*** RECORDS SUPPLIED ***

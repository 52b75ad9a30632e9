//! The node's single-writer ledger: one credential registry and one
//! verification protocol, snapshotted together.
//!
//! Snapshots carry state only. The event logs live in the node's events
//! column family and are attached after a snapshot is loaded.

use serde::{Deserialize, Serialize};
use std::sync::Arc;

use veritas_core::{Address, CallContext, EventLog, ProtocolConfig, Timestamp};
use veritas_credentials::{CredentialError, CredentialRegistry, RegistryEvent};
use veritas_proof::StructuralVerifier;
use veritas_verification::{ProtocolState, VerificationEvent, VerificationProtocol};

/// Names of the two event streams, as stored and served.
pub const REGISTRY_STREAM: &str = "registry";
pub const PROTOCOL_STREAM: &str = "protocol";

/// Serialized form of a [`Ledger`].
#[derive(Debug, Deserialize)]
struct LedgerSnapshot {
    registry: CredentialRegistry,
    protocol: ProtocolState,
}

#[derive(Serialize)]
struct LedgerSnapshotRef<'a> {
    registry: &'a CredentialRegistry,
    protocol: &'a ProtocolState,
}

#[derive(Debug)]
pub struct Ledger {
    pub registry: CredentialRegistry,
    pub protocol: VerificationProtocol,
}

impl Ledger {
    /// Build a fresh ledger administered by `admin`, with `issuers`
    /// whitelisted at time `timestamp`.
    pub fn genesis(
        admin: Address,
        issuers: &[Address],
        config: &ProtocolConfig,
        timestamp: Timestamp,
    ) -> Result<Self, CredentialError> {
        if admin.is_zero() {
            return Err(CredentialError::InvalidAddress(
                "genesis admin is the zero address".into(),
            ));
        }

        let mut registry = CredentialRegistry::with_config(admin, config);
        let ctx = CallContext::new(admin, timestamp);
        for issuer in issuers {
            registry.set_issuer_whitelist(&ctx, *issuer, true)?;
        }

        tracing::info!(admin = %admin, issuers = issuers.len(), "ledger genesis");
        Ok(Self {
            registry,
            protocol: VerificationProtocol::new(admin, config),
        })
    }

    /// Resume from a snapshot written by [`Ledger::to_json`]. Submissions
    /// are checked with the [`StructuralVerifier`].
    pub fn from_json(data: &[u8]) -> serde_json::Result<Self> {
        let snapshot: LedgerSnapshot = serde_json::from_slice(data)?;
        Ok(Self {
            registry: snapshot.registry,
            protocol: VerificationProtocol::from_state(
                snapshot.protocol,
                Arc::new(StructuralVerifier),
            ),
        })
    }

    pub fn to_json(&self) -> serde_json::Result<Vec<u8>> {
        serde_json::to_vec(&LedgerSnapshotRef {
            registry: &self.registry,
            protocol: self.protocol.state(),
        })
    }

    pub fn attach_events(
        &mut self,
        registry: EventLog<RegistryEvent>,
        protocol: EventLog<VerificationEvent>,
    ) {
        self.registry.replace_events(registry);
        self.protocol.replace_events(protocol);
    }

    /// Return to the state in `snapshot`, keeping only the first
    /// `registry_len` and `protocol_len` events. On error the ledger is
    /// left as it was.
    pub fn rewind(
        &mut self,
        snapshot: &[u8],
        registry_len: usize,
        protocol_len: usize,
    ) -> serde_json::Result<()> {
        let mut restored = Self::from_json(snapshot)?;
        let mut registry = self.registry.replace_events(EventLog::new());
        let mut protocol = self.protocol.replace_events(EventLog::new());
        registry.truncate(registry_len);
        protocol.truncate(protocol_len);
        restored.attach_events(registry, protocol);
        *self = restored;
        Ok(())
    }
}
//! Veritas Credentials — Soulbound credential registry, registry events,
//! and the off-chain metadata convention.

pub mod credential;
pub mod error;
pub mod events;
pub mod metadata;
pub mod registry;

pub use credential::{Credential, NewCredential};
pub use error::CredentialError;
pub use events::RegistryEvent;
pub use metadata::{decode_metadata_uri, verify_metadata_uri, CredentialMetadata, EncodedMetadata};
pub use registry::CredentialRegistry;
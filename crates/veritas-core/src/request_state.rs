use std::fmt;

use crate::error::CoreError;

/// Lifecycle of a verification request.
#[derive(Debug, Clone, Copy, PartialEq, Eq, Hash, serde::Serialize, serde::Deserialize)]
pub enum RequestState {
    /// Accepting proof submissions.
    Active,
    /// The expiry time has passed. Final state.
    Expired,
    /// Closed by the requester or the administrator. Final state.
    Deactivated,
}

impl RequestState {
    /// Whether this is a final (terminal) state.
    pub fn is_final(&self) -> bool {
        matches!(self, Self::Expired | Self::Deactivated)
    }
}

impl fmt::Display for RequestState {
    fn fmt(&self, f: &mut fmt::Formatter<'_>) -> fmt::Result {
        match self {
            Self::Active => write!(f, "Active"),
            Self::Expired => write!(f, "Expired"),
            Self::Deactivated => write!(f, "Deactivated"),
        }
    }
}

/// Events that move a request out of Active.
#[derive(Debug, Clone, Copy, PartialEq, Eq)]
pub enum RequestEvent {
    /// Ledger time passed the request's expiry.
    Expire,
    /// The requester or administrator closed the request.
    Deactivate,
}

/// Verification request transitions.
///
/// Valid transitions:
/// - Active → Expired (Expire)
/// - Active → Deactivated (Deactivate)
///
/// Nothing ever returns to Active.
pub struct RequestStateMachine;

impl RequestStateMachine {
    /// Attempt a state transition based on an event.
    pub fn transition(current: RequestState, event: RequestEvent) -> Result<RequestState, CoreError> {
        let new_state = match (current, event) {
            (RequestState::Active, RequestEvent::Expire) => RequestState::Expired,
            (RequestState::Active, RequestEvent::Deactivate) => RequestState::Deactivated,
            _ => {
                let target = match event {
                    RequestEvent::Expire => RequestState::Expired,
                    RequestEvent::Deactivate => RequestState::Deactivated,
                };
                return Err(CoreError::InvalidRequestTransition {
                    from: current,
                    to: target,
                });
            }
        };

        tracing::debug!(
            from = %current,
            to = %new_state,
            event = ?event,
            "request state transition"
        );

        Ok(new_state)
    }

    /// Check if a transition is valid without performing it.
    pub fn can_transition(current: RequestState, event: RequestEvent) -> bool {
        Self::transition(current, event).is_ok()
    }
}
use veritas_core::{Address, CoreError, ErrorKind, ProofId, RequestId, RequestState};
use veritas_proof::ProofError;

/// Verification protocol errors.
#[derive(Debug, thiserror::Error)]
pub enum VerificationError {
    #[error("caller {0} is not the protocol administrator")]
    NotAdmin(Address),

    #[error("caller {caller} may not manage request {request_id}")]
    NotRequester {
        caller: Address,
        request_id: RequestId,
    },

    #[error("no credentials specified")]
    NoCredentialsSpecified,

    #[error("required credential types must not be empty")]
    EmptyCredentialType,

    #[error("minimum credential count must be at least 1")]
    InvalidMinCredentials,

    #[error("invalid expiry window: {0}")]
    InvalidExpiryWindow(String),

    #[error("invalid address: {0}")]
    InvalidAddress(String),

    #[error("invalid proof hash")]
    InvalidProofHash,

    #[error("proof already used")]
    ProofAlreadyUsed,

    #[error("request not found: {0}")]
    RequestNotFound(RequestId),

    #[error("proof submission not found: {0}")]
    SubmissionNotFound(ProofId),

    #[error("request {request_id} is {state}")]
    RequestInactiveOrExpired {
        request_id: RequestId,
        state: RequestState,
    },

    #[error("verification is disabled")]
    VerificationDisabled,

    #[error("declared {0} hash does not match the submitted data")]
    HashMismatch(&'static str),

    #[error("proof error: {0}")]
    Proof(#[from] ProofError),

    #[error("core error: {0}")]
    Core(#[from] CoreError),
}

impl VerificationError {
    /// Classify this error.
    pub fn kind(&self) -> ErrorKind {
        match self {
            Self::NotAdmin(_) | Self::NotRequester { .. } => ErrorKind::Authorization,
            Self::RequestNotFound(_) | Self::SubmissionNotFound(_) => ErrorKind::NotFound,
            Self::ProofAlreadyUsed
            | Self::RequestInactiveOrExpired { .. }
            | Self::VerificationDisabled => ErrorKind::State,
            Self::Proof(e) => e.kind(),
            Self::Core(e) => e.kind(),
            Self::NoCredentialsSpecified
            | Self::EmptyCredentialType
            | Self::InvalidMinCredentials
            | Self::InvalidExpiryWindow(_)
            | Self::InvalidAddress(_)
            | Self::InvalidProofHash
            | Self::HashMismatch(_) => ErrorKind::Validation,
        }
    }
}
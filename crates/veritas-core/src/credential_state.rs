use std::fmt;

use crate::error::CoreError;

/// Validity of a soulbound credential.
#[derive(Debug, Clone, Copy, PartialEq, Eq, Hash, serde::Serialize, serde::Deserialize)]
pub enum CredentialStatus {
    /// Minted and usable as proof input.
    Valid,
    /// Permanently revoked by the registry administrator. Final state.
    Revoked,
}

impl CredentialStatus {
    /// Whether this is a final (terminal) state.
    pub fn is_final(&self) -> bool {
        matches!(self, Self::Revoked)
    }

    /// Whether the credential may back a proof.
    pub fn is_valid(&self) -> bool {
        matches!(self, Self::Valid)
    }
}

impl fmt::Display for CredentialStatus {
    fn fmt(&self, f: &mut fmt::Formatter<'_>) -> fmt::Result {
        match self {
            Self::Valid => write!(f, "Valid"),
            Self::Revoked => write!(f, "Revoked"),
        }
    }
}

/// Events that trigger credential status transitions.
#[derive(Debug, Clone, Copy, PartialEq, Eq)]
pub enum CredentialEvent {
    /// The administrator revokes the credential.
    Revoke,
}

/// Credential validity transitions.
///
/// Valid transitions:
/// - Valid → Revoked (Revoke)
///
/// There is no path back to Valid.
pub struct CredentialStateMachine;

impl CredentialStateMachine {
    /// Attempt a transition. Returns the new status, or an error for
    /// transitions out of a final state.
    pub fn transition(
        current: CredentialStatus,
        event: CredentialEvent,
    ) -> Result<CredentialStatus, CoreError> {
        let new_state = match (current, event) {
            (CredentialStatus::Valid, CredentialEvent::Revoke) => CredentialStatus::Revoked,
            (CredentialStatus::Revoked, CredentialEvent::Revoke) => {
                return Err(CoreError::InvalidCredentialTransition {
                    from: current,
                    to: CredentialStatus::Revoked,
                });
            }
        };

        tracing::debug!(
            from = %current,
            to = %new_state,
            event = ?event,
            "credential status transition"
        );

        Ok(new_state)
    }

    /// Check if a transition is valid without performing it.
    pub fn can_transition(current: CredentialStatus, event: CredentialEvent) -> bool {
        Self::transition(current, event).is_ok()
    }
}
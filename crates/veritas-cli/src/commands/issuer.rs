//! `veritas issuer` — Manage and inspect the issuer whitelist.

use clap::{Args, Subcommand};
use serde::{Deserialize, Serialize};

use veritas_core::Address;

use crate::client::{CallerArgs, NodeClient};

#[derive(Args, Debug)]
pub struct IssuerArgs {
    #[command(subcommand)]
    pub action: IssuerAction,
}

#[derive(Subcommand, Debug)]
pub enum IssuerAction {
    /// Whitelist an issuer (administrator only).
    Add {
        issuer: Address,
        #[command(flatten)]
        from: CallerArgs,
    },
    /// Remove an issuer from the whitelist (administrator only).
    Remove {
        issuer: Address,
        #[command(flatten)]
        from: CallerArgs,
    },
    /// Show whether an address is whitelisted.
    Show { issuer: Address },
}

#[derive(Serialize)]
struct SetIssuerRequest {
    caller: Address,
    issuer: Address,
    status: bool,
}

#[derive(Deserialize)]
struct IssuerResponse {
    issuer: Address,
    whitelisted: bool,
}

pub async fn run(node: &NodeClient, args: &IssuerArgs) -> anyhow::Result<()> {
    let resp: IssuerResponse = match &args.action {
        IssuerAction::Add { issuer, from } | IssuerAction::Remove { issuer, from } => {
            let body = SetIssuerRequest {
                caller: from.caller,
                issuer: *issuer,
                status: matches!(args.action, IssuerAction::Add { .. }),
            };
            node.post("/issuers", &body).await?
        }
        IssuerAction::Show { issuer } => node.get(&format!("/issuers/{}", issuer)).await?,
    };

    println!(
        "{} is {}",
        resp.issuer,
        if resp.whitelisted {
            "a whitelisted issuer"
        } else {
            "not whitelisted"
        }
    );
    Ok(())
}
pub mod admin;
pub mod credential;
pub mod events;
pub mod issuer;
pub mod mint;
pub mod proof;
pub mod prove;
pub mod request;
pub mod status;
//! Veritas CLI — Command-line interface for the credential ledger.
//!
//! Subcommands: status, issuer, mint, credential, request, prove, proof,
//! admin, events.

mod client;
mod commands;

use clap::{Parser, Subcommand};
use tracing_subscriber::EnvFilter;

use client::NodeArgs;

/// Veritas — Soulbound credentials and zero-knowledge verification.
#[derive(Parser, Debug)]
#[command(name = "veritas", version, about, long_about = None)]
struct Cli {
    #[command(flatten)]
    node: NodeArgs,

    #[command(subcommand)]
    command: Commands,
}

#[derive(Subcommand, Debug)]
enum Commands {
    /// Query the status of a running node.
    Status,
    /// Manage and inspect the issuer whitelist.
    Issuer(commands::issuer::IssuerArgs),
    /// Mint a soulbound credential.
    Mint(commands::mint::MintArgs),
    /// Inspect, revoke or attempt to move credentials.
    Credential(commands::credential::CredentialArgs),
    /// Create and manage verification requests.
    Request(commands::request::RequestArgs),
    /// Generate a proof for a request and submit it.
    Prove(commands::prove::ProveArgs),
    /// Look up a recorded proof submission.
    Proof(commands::proof::ProofArgs),
    /// Protocol administration.
    Admin(commands::admin::AdminArgs),
    /// Page through the registry or protocol event log.
    Events(commands::events::EventsArgs),
}

#[tokio::main]
async fn main() -> anyhow::Result<()> {
    let filter = EnvFilter::try_from_default_env().unwrap_or_else(|_| EnvFilter::new("warn"));
    tracing_subscriber::fmt()
        .with_env_filter(filter)
        .with_writer(std::io::stderr)
        .init();

    let cli = Cli::parse();
    let node = client::NodeClient::new(&cli.node);

    match &cli.command {
        Commands::Status => commands::status::run(&node).await,
        Commands::Issuer(args) => commands::issuer::run(&node, args).await,
        Commands::Mint(args) => commands::mint::run(&node, args).await,
        Commands::Credential(args) => commands::credential::run(&node, args).await,
        Commands::Request(args) => commands::request::run(&node, args).await,
        Commands::Prove(args) => commands::prove::run(&node, args).await,
        Commands::Proof(args) => commands::proof::run(&node, args).await,
        Commands::Admin(args) => commands::admin::run(&node, args).await,
        Commands::Events(args) => commands::events::run(&node, args).await,
    }
}
use veritas_core::{
    Address, CallContext, EventEnvelope, EventLog, IndexedEvent, LogEntry, RequestId, Timestamp,
    TokenId,
};
use veritas_credentials::NewCredential;
use veritas_proof::RawVerificationKey;
use veritas_verification::{NewProofRequest, ProofPayload, ProofSubmission, RequestView};

use crate::commands::{
    ApiError, CredentialView, IssuerResponse, KeyResponse, LedgerStatus, NodeCommand,
};
use crate::config::VeritasConfig;
use crate::ledger::{Ledger, PROTOCOL_STREAM, REGISTRY_STREAM};
use crate::state::NodeState;
use crate::storage::{PendingEvent, Storage};

/// Current ledger time: whole seconds since the Unix epoch.
pub fn ledger_time() -> Timestamp {
    chrono::Utc::now().timestamp().max(0) as Timestamp
}

/// Next sequence number to persist, per stream.
#[derive(Debug, Clone, Copy, Default)]
struct Persisted {
    registry: u64,
    protocol: u64,
}

/// The full Veritas node: ledger, storage, command loop and HTTP API.
pub struct VeritasFullNode {
    /// Node configuration.
    config: VeritasConfig,
    /// Registry and verification protocol.
    ledger: Ledger,
    /// Persistent storage.
    storage: Storage,
    persisted: Persisted,
    /// Snapshot bytes of the last successful commit.
    committed: Vec<u8>,
    /// Shared state accessible from HTTP handlers.
    node_state: Option<Arc<NodeState>>,
    /// Receives commands from the HTTP API.
    command_rx: Option<mpsc::Receiver<NodeCommand>>,
    /// Address the API server is bound to, once started.
    api_addr: Option<SocketAddr>,
}
use serde::{Deserialize, Serialize};
use std::fmt;

use crate::credential_state::CredentialStatus;
use crate::request_state::RequestState;

/// Coarse classification shared by every protocol error.
///
/// Callers branch on the kind rather than on crate-specific variants:
/// an authorization failure means "you may not do this", a state failure
/// means "not now / not again", and so on.
#[derive(Debug, Clone, Copy, PartialEq, Eq, Hash, Serialize, Deserialize)]
#[serde(rename_all = "snake_case")]
pub enum ErrorKind {
    /// Caller lacks the role required by the operation.
    Authorization,
    /// The referenced token, request, or submission does not exist.
    NotFound,
    /// Input is malformed or violates a precondition.
    Validation,
    /// The target is in a state that refuses the operation.
    State,
}

impl fmt::Display for ErrorKind {
    fn fmt(&self, f: &mut fmt::Formatter<'_>) -> fmt::Result {
        match self {
            Self::Authorization => write!(f, "authorization"),
            Self::NotFound => write!(f, "not_found"),
            Self::Validation => write!(f, "validation"),
            Self::State => write!(f, "state"),
        }
    }
}

/// Core protocol errors.
#[derive(Debug, thiserror::Error)]
pub enum CoreError {
    #[error("invalid credential transition from {from} to {to}")]
    InvalidCredentialTransition {
        from: CredentialStatus,
        to: CredentialStatus,
    },

    #[error("invalid request transition from {from} to {to}")]
    InvalidRequestTransition {
        from: RequestState,
        to: RequestState,
    },

    #[error("validation error: {0}")]
    ValidationError(String),

    #[error("invalid hex: {0}")]
    InvalidHex(String),

    #[error("serialization error: {0}")]
    SerializationError(#[from] prost::EncodeError),

    #[error("deserialization error: {0}")]
    DeserializationError(#[from] prost::DecodeError),

    #[error("json error: {0}")]
    Json(#[from] serde_json::Error),

    #[error("event log gap: expected sequence {expected}, found {found}")]
    EventSequence { expected: u64, found: u64 },
}

impl CoreError {
    /// Classify this error.
    pub fn kind(&self) -> ErrorKind {
        match self {
            Self::InvalidCredentialTransition { .. } | Self::InvalidRequestTransition { .. } => {
                ErrorKind::State
            }
            _ => ErrorKind::Validation,
        }
    }
}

*** End of RECORDS SUPPLIED ***

→ **TASK STATEMENT**: Report every line of the data above that contains the string "clap" by copying it in full.

→ **THE COMPLETED TASK**:
use clap::{Args, Subcommand};
use clap::{Parser, Subcommand};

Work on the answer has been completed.